Vous découvrirez comment Procras est devenu tel qu’il est. Il fait peur à tout le monde et seul, son ami, le docteur Viardot s’occupe de lui… Il pense que, grâce à la Science, Procas peut s’en sortir. « Tant que l’on a ici-bas une tâche à remplir, on ne déserte pas son poste… ce serait une lâcheté !… » (p. 28). Procas se remet donc à la tâche. « Cependant, il n’avait plus le feu sacré… Ce qui l’avait enthousiasmé autrefois le laissait presque froid aujourd’hui. » (p. 30). Imaginez ce que vit cet homme devenu ‘monstrueux’, seul, abandonné, n’ayant plus goût à rien, attendant « l’heure de la sérénité suprême » (p. 33).
Un jour, Procas recueille un chien qu’il appelle Mami, pour ‘mon ami’. « Le pauvre savant avait retrouvé un peu de tranquillité ; il recommençait à s’habituer à la vie. Tout en travaillant, il tenait de longues conversations à son chien. Il ne se sentait plus seul ; un être vivant allait et venait autour de lui, animait la maison. » (p. 48). Malheureusement pour Procas et Mami, les habitants de Montrouge sont de plus en plus excités contre ce qu’ils appellent (injustement) l’Horreur, le Satyre, l’Assassin et veulent absolument se débarrasser de lui et de son chien… « Ce sale cabot, dit le gros Nestor, je le saignerai avant peu, vous verrez ça… En attendant qu’on nous débarrasse de l’homme, je ferai toujours passer au clebs le goût du pain. » (p. 78)
Toute cette foule brutale et haineuse qui s’acharne contre Procas, c’est immonde, je ne peux même pas dire que c’est inhumain puisqu’au contraire c’est tellement humain… « À quoi tout cela devait-il aboutir ? » (p. 96).

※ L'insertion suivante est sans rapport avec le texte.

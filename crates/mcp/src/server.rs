// MCP server: JSON-RPC dispatch plus the stdio transport

use crate::protocol::{
    negotiate_protocol_version, CallToolParams, InitializeParams, InitializeResult, JsonRpcError,
    JsonRpcRequest, JsonRpcResponse, ListToolsResult, ServerCapabilities, ServerInfo,
    ToolsCapability, JSONRPC_VERSION,
};
use crate::tools::ToolRegistry;
use anyhow::{Context, Result};
use futures::{SinkExt, StreamExt};
use serde::Serialize;
use serde_json::Value;
use tokio::io::{AsyncRead, AsyncWrite};
use tokio_util::codec::{FramedRead, FramedWrite, LinesCodec};

pub const SERVER_NAME: &str = "fetch";

const INSTRUCTIONS: &str = "Fetch URLs and return as markdown";

/// Dispatches MCP requests to the tool registry.
///
/// The registry is fixed at construction; transports share the server
/// behind an `Arc` and may dispatch concurrently.
pub struct McpServer {
    registry: ToolRegistry,
    info: ServerInfo,
}

fn to_result<T: Serialize>(value: T) -> Result<Value, JsonRpcError> {
    serde_json::to_value(value).map_err(|e| JsonRpcError::internal_error(e.to_string()))
}

impl McpServer {
    pub fn new(registry: ToolRegistry) -> Self {
        Self {
            registry,
            info: ServerInfo {
                name: SERVER_NAME.to_string(),
                version: env!("CARGO_PKG_VERSION").to_string(),
            },
        }
    }

    pub fn registry(&self) -> &ToolRegistry {
        &self.registry
    }

    /// Parse one raw JSON-RPC message, or produce the error response for it
    pub fn parse_message(raw: &str) -> Result<JsonRpcRequest, JsonRpcResponse> {
        let value: Value = serde_json::from_str(raw)
            .map_err(|_| JsonRpcResponse::error(Value::Null, JsonRpcError::parse_error()))?;

        let id = value.get("id").cloned().unwrap_or(Value::Null);
        if value.get("jsonrpc").and_then(Value::as_str) != Some(JSONRPC_VERSION) {
            return Err(JsonRpcResponse::error(id, JsonRpcError::invalid_request()));
        }

        serde_json::from_value(value)
            .map_err(|_| JsonRpcResponse::error(id, JsonRpcError::invalid_request()))
    }

    pub async fn handle_message(&self, raw: &str) -> Option<JsonRpcResponse> {
        match Self::parse_message(raw) {
            Ok(request) => self.handle_request(request).await,
            Err(response) => Some(response),
        }
    }

    /// Handle a parsed request. Notifications produce no response.
    pub async fn handle_request(&self, request: JsonRpcRequest) -> Option<JsonRpcResponse> {
        if request.is_notification() {
            tracing::debug!(method = %request.method, "notification received");
            return None;
        }

        let id = request.id.unwrap_or(Value::Null);

        let params = request.params.unwrap_or(Value::Null);
        let outcome = match request.method.as_str() {
            "initialize" => self.initialize(params),
            "ping" => Ok(serde_json::json!({})),
            "tools/list" => to_result(ListToolsResult {
                tools: self.registry.list_schemas(),
            }),
            "tools/call" => self.call_tool(params).await,
            other => Err(JsonRpcError::method_not_found(other)),
        };

        Some(match outcome {
            Ok(result) => JsonRpcResponse::success(id, result),
            Err(error) => {
                tracing::warn!(method = %request.method, code = error.code, message = %error.message, "request failed");
                JsonRpcResponse::error(id, error)
            }
        })
    }

    fn initialize(&self, params: Value) -> Result<Value, JsonRpcError> {
        let params: InitializeParams = serde_json::from_value(params)
            .map_err(|e| JsonRpcError::invalid_params(format!("Invalid initialize params: {}", e)))?;

        tracing::info!(
            client = %params.client_info.name,
            client_version = %params.client_info.version,
            protocol = %params.protocol_version,
            "client initializing"
        );

        to_result(InitializeResult {
            protocol_version: negotiate_protocol_version(&params.protocol_version).to_string(),
            capabilities: ServerCapabilities {
                tools: Some(ToolsCapability { list_changed: true }),
            },
            server_info: self.info.clone(),
            instructions: Some(INSTRUCTIONS.to_string()),
        })
    }

    async fn call_tool(&self, params: Value) -> Result<Value, JsonRpcError> {
        let params: CallToolParams = serde_json::from_value(params)
            .map_err(|e| JsonRpcError::invalid_params(format!("Invalid tools/call params: {}", e)))?;

        let tool = self
            .registry
            .get(&params.name)
            .ok_or_else(|| JsonRpcError::invalid_params(format!("Unknown tool: {}", params.name)))?;

        tracing::info!(tool = %params.name, "calling tool");

        let result = tool
            .execute(params.arguments)
            .await
            .map_err(|e| JsonRpcError::invalid_params(e.to_string()))?;

        to_result(result)
    }

    /// Serve newline-delimited JSON-RPC until `reader` is exhausted
    pub async fn serve<R, W>(&self, reader: R, writer: W) -> Result<()>
    where
        R: AsyncRead + Unpin,
        W: AsyncWrite + Unpin,
    {
        let mut lines = FramedRead::new(reader, LinesCodec::new());
        let mut sink = FramedWrite::new(writer, LinesCodec::new());

        while let Some(line) = lines.next().await {
            let line = line.context("Failed to read message")?;
            if line.trim().is_empty() {
                continue;
            }

            if let Some(response) = self.handle_message(&line).await {
                let json = serde_json::to_string(&response)?;
                sink.send(json).await.context("Failed to write response")?;
            }
        }

        tracing::info!("input closed, shutting down");
        Ok(())
    }

    /// Serve over stdin/stdout
    pub async fn start(&self) -> Result<()> {
        tracing::info!("MCP server listening on stdio");
        self.serve(tokio::io::stdin(), tokio::io::stdout()).await
    }
}

#[cfg(test)]
mod tests {
    use super::*;
    use crate::tools::{build_registry, ToolServices};
    use std::sync::Arc;
    use tmcp_fetch_core::convert::LocalConverter;
    use tmcp_fetch_core::HttpFetcher;
    use tokio::io::AsyncReadExt;
    use wiremock::matchers::method;
    use wiremock::{Mock, MockServer, ResponseTemplate};

    fn server() -> McpServer {
        let services = ToolServices::new(
            HttpFetcher::new().unwrap(),
            Arc::new(LocalConverter::new()),
            Some("http://127.0.0.1:9/w/api.php"),
        );
        McpServer::new(build_registry(services))
    }

    async fn call(server: &McpServer, method: &str, params: Value) -> JsonRpcResponse {
        server
            .handle_request(JsonRpcRequest::new(1, method, params))
            .await
            .unwrap()
    }

    #[tokio::test]
    async fn test_initialize() {
        let response = call(
            &server(),
            "initialize",
            serde_json::json!({
                "protocolVersion": "2025-01-01",
                "capabilities": {},
                "clientInfo": { "name": "test", "version": "0.1.0" }
            }),
        )
        .await;

        let result = response.result.unwrap();
        assert_eq!(result["serverInfo"]["name"], "fetch");
        assert_eq!(result["capabilities"]["tools"]["listChanged"], true);
        assert_eq!(
            result["protocolVersion"],
            crate::protocol::SUPPORTED_PROTOCOL_VERSIONS[0]
        );
    }

    #[tokio::test]
    async fn test_list_tools() {
        let response = call(&server(), "tools/list", Value::Null).await;
        let result = response.result.unwrap();
        let names: Vec<_> = result["tools"]
            .as_array()
            .unwrap()
            .iter()
            .map(|t| t["name"].as_str().unwrap().to_string())
            .collect();

        assert_eq!(names, vec!["fetch", "fetch-wikipedia-page", "search-wikipedia"]);
        assert_eq!(result["tools"][0]["inputSchema"]["required"][0], "url");
    }

    #[tokio::test]
    async fn test_call_fetch_tool() {
        let upstream = MockServer::start().await;
        Mock::given(method("GET"))
            .respond_with(ResponseTemplate::new(200).set_body_string("success!"))
            .mount(&upstream)
            .await;

        let response = call(
            &server(),
            "tools/call",
            serde_json::json!({ "name": "fetch", "arguments": { "url": upstream.uri() } }),
        )
        .await;

        assert_eq!(
            response.result.unwrap(),
            serde_json::json!({ "content": [{ "type": "text", "text": "success!" }] })
        );
    }

    #[tokio::test]
    async fn test_call_unknown_tool() {
        let response = call(
            &server(),
            "tools/call",
            serde_json::json!({ "name": "nope", "arguments": {} }),
        )
        .await;
        let error = response.error.unwrap();
        assert_eq!(error.code, -32602);
        assert!(error.message.contains("nope"));
    }

    #[tokio::test]
    async fn test_call_with_invalid_arguments() {
        let response = call(
            &server(),
            "tools/call",
            serde_json::json!({ "name": "fetch-wikipedia-page", "arguments": { "id": "abc" } }),
        )
        .await;
        assert_eq!(response.error.unwrap().code, -32602);
    }

    #[tokio::test]
    async fn test_unknown_method_and_ping() {
        let server = server();
        let response = call(&server, "resources/list", Value::Null).await;
        assert_eq!(response.error.unwrap().code, -32601);

        let response = call(&server, "ping", Value::Null).await;
        assert_eq!(response.result.unwrap(), serde_json::json!({}));
    }

    #[tokio::test]
    async fn test_notification_has_no_response() {
        let response = server()
            .handle_request(JsonRpcRequest::notification("notifications/initialized"))
            .await;
        assert!(response.is_none());
    }

    #[tokio::test]
    async fn test_malformed_messages() {
        let server = server();

        let response = server.handle_message("{not json").await.unwrap();
        assert_eq!(response.error.unwrap().code, -32700);
        assert_eq!(response.id, Value::Null);

        let response = server
            .handle_message(r#"{"jsonrpc":"1.0","id":7,"method":"ping"}"#)
            .await
            .unwrap();
        assert_eq!(response.error.unwrap().code, -32600);
        assert_eq!(response.id, serde_json::json!(7));
    }

    #[tokio::test]
    async fn test_serve_over_lines() {
        let server = server();
        let input = concat!(
            r#"{"jsonrpc":"2.0","id":1,"method":"ping"}"#,
            "\n\n",
            r#"{"jsonrpc":"2.0","method":"notifications/initialized"}"#,
            "\n",
            r#"{"jsonrpc":"2.0","id":2,"method":"tools/list"}"#,
            "\n"
        );

        let (mut client, server_side) = tokio::io::duplex(64 * 1024);
        server.serve(input.as_bytes(), server_side).await.unwrap();

        let mut output = String::new();
        client.read_to_string(&mut output).await.unwrap();

        let responses: Vec<JsonRpcResponse> = output
            .lines()
            .map(|line| serde_json::from_str(line).unwrap())
            .collect();
        assert_eq!(responses.len(), 2);
        assert_eq!(responses[0].id, serde_json::json!(1));
        assert_eq!(responses[1].id, serde_json::json!(2));
    }
}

Quant à Procas, il devient malheureusement fou, fou de douleur, fou de vengeance.
En 23 chapitres qui se dévorent (le style est simple, ça déroule vite), vous allez vivre l’horreur avec Procas ! Et c’est tellement triste tout ce gâchis… mais j’ai l’impression qu’il devient le ‘père’ des savants fous, maudits, vengeurs.